Но оставаясь верной своей натуре, которую никто не попытался постичь, она ни разу не взмолилась о пощаде; никогда не просила себя понять; никогда ни словом ни вздохом не выразила возмущение тем, как с ней обращались.

Её ближайшим другом была Хэлен Лайтон , основательница фол-риверской Лиги спасения животных. В старости она говорила, что Лиззи была очень несчастна; что трагедия и скорбь бросали на неё тень.

«В старшем возрасте,» она сказала, «она подвергала сомнению правильность того, что она осталась в Фол-Ривер. Она поступила так по совету друзей, которые сказали ей, что если бы она отправилась жить куда-нибудь в другое место, это выглядело бы, как побег. Сначала это ей казалось мудрым, но впоследствии она задавалась вопросом, не было бы лучше, если бы она поселилась в другом месте.

«Она не была так одинока, как она описывалась. У неё была по крайней мере дюжина верных друзей, которые делали всё, что могли, чтобы скрасить ей жизнь. Мисс Борден была в высшей степени признательна за проявленную к ней заботу и она удостаивала многими милостями своих друзей.
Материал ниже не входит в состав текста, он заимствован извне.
//! Line protocol for track reports and operator queries.
//!
//! ```text
//! #ADS-B:<id>,time:<hh>:<mm>,N:<north>,E:<east>,alt:<alt>,head:<heading>,speed:<speed>
//! *time:<hh>:<mm>,<request>[,<id>[, <min_sep>]]
//! ```

use airspace_core::{Track, TrackId};
use std::str::FromStr;

const REPORT_PREFIX: &str = "#ADS-B:";
const QUERY_PREFIX: &str = "*";

/// One parsed input line.
#[derive(Debug, Clone, Copy, PartialEq)]
pub enum Event {
    /// Position report; replaces any previous report for the same id
    Report(Track),
    Query { time: f64, request: Request },
}

#[derive(Debug, Clone, Copy, PartialEq)]
pub enum Request {
    NumContacts,
    EstimatePosition { id: TrackId },
    CheckSeparation { id: TrackId, min_separation: f64 },
    Close,
}

#[derive(Debug, Clone, PartialEq, thiserror::Error)]
pub enum ParseError {
    #[error("missing field `{0}`")]
    MissingField(&'static str),
    #[error("invalid value {value:?} for `{field}`")]
    InvalidValue { field: &'static str, value: String },
    #[error("unknown request {0:?}")]
    UnknownRequest(String),
}

/// Parse one input line.
///
/// Returns `Ok(None)` for lines that are neither reports nor queries; those
/// are not part of the protocol and are skipped silently.
pub fn parse_line(line: &str) -> Result<Option<Event>, ParseError> {
    let line = line.trim_end_matches(['\r', '\n']);
    if let Some(body) = line.strip_prefix(REPORT_PREFIX) {
        return parse_report(body).map(|track| Some(Event::Report(track)));
    }
    if let Some(body) = line.strip_prefix(QUERY_PREFIX) {
        return parse_query(body).map(Some);
    }
    Ok(None)
}

fn parse_report(body: &str) -> Result<Track, ParseError> {
    let mut fields = body.split(',');
    let id: TrackId = number("id", next(&mut fields, "id")?)?;
    let time = clock(labeled(next(&mut fields, "time")?, "time:")?)?;
    let north = real("N", labeled(next(&mut fields, "N")?, "N:")?)?;
    let east = real("E", labeled(next(&mut fields, "E")?, "E:")?)?;
    let altitude = number("alt", labeled(next(&mut fields, "alt")?, "alt:")?)?;
    let heading = real("head", labeled(next(&mut fields, "head")?, "head:")?)?;
    let speed = real("speed", labeled(next(&mut fields, "speed")?, "speed:")?)?;

    Ok(Track::new(id, time, north, east)
        .with_altitude(altitude)
        .with_velocity(heading, speed))
}

fn parse_query(body: &str) -> Result<Event, ParseError> {
    let mut fields = body.split(',');
    let time = clock(labeled(next(&mut fields, "time")?, "time:")?)?;
    let name = next(&mut fields, "request")?.trim();

    let request = match name {
        "num_contacts" => Request::NumContacts,
        "close" => Request::Close,
        "est_pos" => Request::EstimatePosition {
            id: number("id", next(&mut fields, "id")?)?,
        },
        "check_separation" => Request::CheckSeparation {
            id: number("id", next(&mut fields, "id")?)?,
            min_separation: real("min_sep", next(&mut fields, "min_sep")?)?,
        },
        other => return Err(ParseError::UnknownRequest(other.to_string())),
    };

    Ok(Event::Query { time, request })
}

fn next<'a>(
    fields: &mut impl Iterator<Item = &'a str>,
    field: &'static str,
) -> Result<&'a str, ParseError> {
    fields
        .next()
        .filter(|raw| !raw.trim().is_empty())
        .ok_or(ParseError::MissingField(field))
}

fn labeled<'a>(raw: &'a str, label: &'static str) -> Result<&'a str, ParseError> {
    raw.trim()
        .strip_prefix(label)
        .ok_or(ParseError::MissingField(label.trim_end_matches(':')))
}

fn number<T: FromStr>(field: &'static str, raw: &str) -> Result<T, ParseError> {
    let raw = raw.trim();
    raw.parse().map_err(|_| ParseError::InvalidValue {
        field,
        value: raw.to_string(),
    })
}

/// Like [`number`], but rejects NaN and infinities.
fn real(field: &'static str, raw: &str) -> Result<f64, ParseError> {
    let value: f64 = number(field, raw)?;
    if !value.is_finite() {
        return Err(ParseError::InvalidValue {
            field,
            value: raw.trim().to_string(),
        });
    }
    Ok(value)
}

/// `hh:mm` to seconds since midnight of the reference day.
fn clock(raw: &str) -> Result<f64, ParseError> {
    let (hours, minutes) = raw.split_once(':').ok_or(ParseError::InvalidValue {
        field: "time",
        value: raw.to_string(),
    })?;
    let hours: i64 = number("time", hours)?;
    let minutes: i64 = number("time", minutes)?;
    hours
        .checked_mul(3600)
        .zip(minutes.checked_mul(60))
        .and_then(|(h, m)| h.checked_add(m))
        .map(|seconds| seconds as f64)
        .ok_or(ParseError::InvalidValue {
            field: "time",
            value: raw.to_string(),
        })
}
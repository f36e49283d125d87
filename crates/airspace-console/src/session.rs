//! Single-operator event loop over one traffic picture.

use crate::config::OutputFormat;
use crate::protocol::{parse_line, Event, Request};
use crate::render::render;
use airspace_core::{Airspace, ConflictReport, Position, QueryError, SeparationStatus, TrackId};
use serde::Serialize;
use std::io::{self, BufRead, Write};

/// Why an aircraft is reported as outside the area of operation.
#[derive(Debug, Clone, Copy, PartialEq, Eq, Serialize)]
#[serde(rename_all = "snake_case")]
pub enum AbsenceCause {
    NotTracked,
    OutOfRange,
}

impl From<&QueryError> for AbsenceCause {
    fn from(err: &QueryError) -> Self {
        match err {
            QueryError::NotFound { .. } => AbsenceCause::NotTracked,
            QueryError::OutOfRange { .. } => AbsenceCause::OutOfRange,
        }
    }
}

/// Answer to one query.
#[derive(Debug, Clone, Copy, PartialEq, Serialize)]
#[serde(tag = "type", rename_all = "snake_case")]
pub enum Response {
    Contacts { count: usize },
    EstimatedPosition { id: TrackId, position: Position },
    NotInArea { id: TrackId, cause: AbsenceCause },
    Safe { id: TrackId },
    SeparationIssue { report: ConflictReport },
    Closing,
}

/// What the caller should do after an event.
#[derive(Debug, Clone, Copy, PartialEq)]
pub enum Step {
    /// Report applied, nothing to print
    Quiet,
    Reply(Response),
    /// Registry released; no further events are processed
    Close(Response),
}

/// Counters for one run, logged at shutdown.
#[derive(Debug, Clone, Copy, Default, PartialEq, Eq)]
pub struct RunSummary {
    pub lines: usize,
    pub reports: usize,
    pub queries: usize,
    pub rejected: usize,
    pub closed: bool,
}

pub struct Session {
    airspace: Airspace,
    format: OutputFormat,
}

impl Session {
    pub fn new(airspace: Airspace, format: OutputFormat) -> Self {
        Self { airspace, format }
    }

    pub fn airspace(&self) -> &Airspace {
        &self.airspace
    }

    /// Apply one event in arrival order.
    pub fn handle(&mut self, event: Event) -> Step {
        match event {
            Event::Report(track) => {
                self.airspace.upsert_track(track);
                Step::Quiet
            }
            Event::Query { time, request } => self.query(time, request),
        }
    }

    fn query(&mut self, time: f64, request: Request) -> Step {
        let radius = self.airspace.rules().monitored_radius_km;
        let response = match request {
            Request::NumContacts => Response::Contacts {
                count: self.airspace.count_contacts(time, radius),
            },
            Request::EstimatePosition { id } => {
                match self.airspace.estimate_position(time, id, radius) {
                    Ok(position) => Response::EstimatedPosition { id, position },
                    Err(err) => {
                        tracing::debug!(id = err.id(), %err, "position estimate unavailable");
                        Response::NotInArea { id, cause: (&err).into() }
                    }
                }
            }
            Request::CheckSeparation { id, min_separation } => {
                match self.airspace.check_separation(time, id, min_separation) {
                    Ok(SeparationStatus::Safe) => Response::Safe { id },
                    Ok(SeparationStatus::Conflict(report)) => Response::SeparationIssue { report },
                    Err(err) => Response::NotInArea { id, cause: (&err).into() },
                }
            }
            Request::Close => {
                self.airspace.clear_registry();
                return Step::Close(Response::Closing);
            }
        };
        Step::Reply(response)
    }

    /// Read lines until end of input or a close request, writing one
    /// rendered line per response.
    pub fn run<R: BufRead, W: Write>(&mut self, input: R, mut output: W) -> io::Result<RunSummary> {
        let mut summary = RunSummary::default();

        for line in input.lines() {
            let line = line?;
            summary.lines += 1;

            let event = match parse_line(&line) {
                Ok(Some(event)) => event,
                Ok(None) => continue,
                Err(err) => {
                    tracing::warn!(line = summary.lines, %err, "rejected input line");
                    summary.rejected += 1;
                    continue;
                }
            };

            match event {
                Event::Report(_) => summary.reports += 1,
                Event::Query { .. } => summary.queries += 1,
            }

            match self.handle(event) {
                Step::Quiet => {}
                Step::Reply(response) => {
                    writeln!(output, "{}", render(&response, self.format))?;
                }
                Step::Close(response) => {
                    writeln!(output, "{}", render(&response, self.format))?;
                    summary.closed = true;
                    break;
                }
            }
        }

        output.flush()?;
        Ok(summary)
    }
}

#[cfg(test)]
mod tests {
    use super::*;
    use airspace_core::Track;

    #[test]
    fn report_is_quiet_and_query_replies() {
        let mut session = Session::new(Airspace::default(), OutputFormat::Text);
        let step = session.handle(Event::Report(Track::new(1, 0.0, 1.0, 1.0)));
        assert_eq!(step, Step::Quiet);

        let step = session.handle(Event::Query {
            time: 0.0,
            request: Request::NumContacts,
        });
        assert_eq!(step, Step::Reply(Response::Contacts { count: 1 }));
    }

    #[test]
    fn out_of_range_keeps_its_cause() {
        let mut session = Session::new(Airspace::default(), OutputFormat::Text);
        session.handle(Event::Report(Track::new(1, 0.0, 400.0, 0.0)));
        let step = session.handle(Event::Query {
            time: 0.0,
            request: Request::EstimatePosition { id: 1 },
        });
        assert_eq!(
            step,
            Step::Reply(Response::NotInArea {
                id: 1,
                cause: AbsenceCause::OutOfRange
            })
        );
    }

    #[test]
    fn close_clears_registry() {
        let mut session = Session::new(Airspace::default(), OutputFormat::Text);
        session.handle(Event::Report(Track::new(1, 0.0, 1.0, 1.0)));
        let step = session.handle(Event::Query {
            time: 0.0,
            request: Request::Close,
        });
        assert_eq!(step, Step::Close(Response::Closing));
        assert!(session.airspace().registry().is_empty());
    }
}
Она не любила принимать подарки, но никогда не уставала одарять своих друзей.

Мисс Борден помогала очень многим. Она находила удовольствие в том, чтобы помогать людям и щедро делилась всем, что имела. Она помогла нескольким молодым людям получить высшее образование. Сама любительница чтения, она позаботилась о том, чтобы многие, находившие удовольствие в чтении хороших книг, но не могущие позволить себе покупать их, были хорошо обеспечены чтением. Очень немногие знали о размахе её благотворительности».

Хотя многие чурались её, исключение составляли дети. Хотя это они радостно напевали стишок о 40 ударах, когда они прыгали через скакалку, про неё говорили, что у неё всегда находилась улыбка или ласка для всех, кто к ней подходил. Её можно было увидеть почти каждый день, сопровождаемую своим любимым котом и собаками, занимающуюся домиками для белок и птиц, которые наполняли большой боковой двор. Для соседских детей часто выставлялось печенье и им разрешалось подбирать упавшие фрукты.